L'amant des sirènes

décembre 1926

 

Quand un mortel entend les longues cantilènes

Que par les soirs d'été, voluptueux et lourds,

En dansant sur la mer, exhalent les sirènes,

Il va seul, énervé par son étrange amour.

 

Il ne voit plus le soir et la beauté sereine,

Des pins saupoudrés d'or qui penchent sur la mer,

Ni les larges bateaux qui rentrent, voile pleine,

Ni le rythme onduleux des flots soyeux et pers.

 

Il ne sent plus l'odeur des plantes que les vagues,

En longs rubans luisants, en lourdes gerbes d'or,

Amassent sur les rocs... Il va... seul, il divague...

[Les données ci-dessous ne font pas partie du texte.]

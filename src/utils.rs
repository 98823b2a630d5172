use std::ffi::OsStr;
use std::path::Path;
use std::process::Stdio;
use std::time::Duration;
use tokio::process::Command;
use tracing::{error, info};

// For signature verification
use hmac::{Hmac, Mac};
use sha2::Sha256;
type HmacSha256 = Hmac<Sha256>;

const SIGNATURE_PREFIX: &str = "sha256=";

/// Helper function for verifying GitHub webhook signature
pub fn verify_github_signature(secret: &str, payload: &[u8], signature_header: &str) -> bool {
    // Expected format: "sha256=..."
    let Some(git_signature) = signature_header.strip_prefix(SIGNATURE_PREFIX) else {
        return false;
    };

    let git_signature_bytes = match hex::decode(git_signature) {
        Ok(bytes) => bytes,
        Err(_) => {
            error!("Signature header is not valid hex");
            return false;
        }
    };

    let mut mac = match HmacSha256::new_from_slice(secret.as_bytes()) {
        Ok(mac) => mac,
        Err(_) => return false,
    };
    mac.update(payload);

    // Constant-time comparison
    mac.verify_slice(&git_signature_bytes).is_ok()
}

/// Computes the `X-Hub-Signature-256` header value GitHub would send for `payload`.
#[cfg(test)]
pub fn sign_payload(secret: &str, payload: &[u8]) -> String {
    let mut mac =
        HmacSha256::new_from_slice(secret.as_bytes()).expect("HMAC can take key of any size");
    mac.update(payload);
    format!(
        "{}{}",
        SIGNATURE_PREFIX,
        hex::encode(mac.finalize().into_bytes())
    )
}

/// Runs an external command without a shell and waits at most `timeout` for it.
/// Returns trimmed stdout on success, or a message carrying stderr on failure.
pub async fn run_command<I, S>(
    program: &Path,
    args: &[String],
    envs: I,
    timeout: Duration,
) -> Result<String, String>
where
    I: IntoIterator<Item = (S, S)>,
    S: AsRef<OsStr>,
{
    let cmd_str = format!("{} {}", program.display(), args.join(" "));
    info!("Running: {}", cmd_str);

    let child = Command::new(program)
        .args(args)
        .envs(envs)
        .stdin(Stdio::null())
        .kill_on_drop(true)
        .output();

    let output = match tokio::time::timeout(timeout, child).await {
        Ok(Ok(output)) => output,
        Ok(Err(e)) => {
            let msg = format!("{} failed to start: {}", cmd_str, e);
            error!("{}", msg);
            return Err(msg);
        }
        Err(_) => {
            let msg = format!("{} timed out after {}s", cmd_str, timeout.as_secs());
            error!("{}", msg);
            return Err(msg);
        }
    };

    if output.status.success() {
        let stdout = String::from_utf8_lossy(&output.stdout).trim().to_string();
        info!("{} output:\n{}", cmd_str, stdout);
        Ok(stdout)
    } else {
        let stderr = String::from_utf8_lossy(&output.stderr).trim().to_string();
        let msg = if stderr.is_empty() {
            format!("exited with {}", output.status)
        } else {
            stderr
        };
        error!("{} failed: {}", cmd_str, msg);
        Err(msg)
    }
}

Il erre au bord des flots, halluciné.

 

Il n'entend plus le chant du ressac sur les côtes,

Ni le vent qui murmure entre les tamaris,

Ni le grondement, grave et sourd, à marée haute,

De la houle, morne et verte, sous un ciel gris.

 

Et la mer, indulgente à la douleur humaine,

Un jour, entre ses pas, ouvre ses flots profonds,

Et par un soir troublant et triste, le ramène

Sur la grève, parmi les tas de goémon.